---------- Source records

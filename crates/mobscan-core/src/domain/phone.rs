use serde::{Deserialize, Serialize};

pub const MOBILE_NUMBER_LEN: usize = 11;
pub const MOBILE_PREFIXES: [&str; 4] = ["010", "011", "012", "015"];

/// Keeps the ASCII digits of `raw`, in order.
pub fn normalize_digits(raw: &str) -> String {
    raw.chars().filter(|ch| ch.is_ascii_digit()).collect()
}

/// True when `digits` is an 11-digit number on one of the mobile prefixes.
pub fn is_valid_mobile(digits: &str) -> bool {
    if digits.len() != MOBILE_NUMBER_LEN {
        return false;
    }
    if !digits.bytes().all(|b| b.is_ascii_digit()) {
        return false;
    }
    MOBILE_PREFIXES
        .iter()
        .any(|prefix| digits.starts_with(prefix))
}

#[derive(Debug, Clone, PartialEq, Eq, Serialize, Deserialize)]
pub struct NumberCheck {
    pub input: String,
    pub digits: String,
    pub valid: bool,
}

pub fn check_number(raw: &str) -> NumberCheck {
    let digits = normalize_digits(raw);
    let valid = is_valid_mobile(&digits);
    NumberCheck {
        input: raw.to_string(),
        digits,
        valid,
    }
}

--------------------

Exercise aim: In how many lines of the listing does the word "input" appear? Give the number and no other words.

Completed task: 2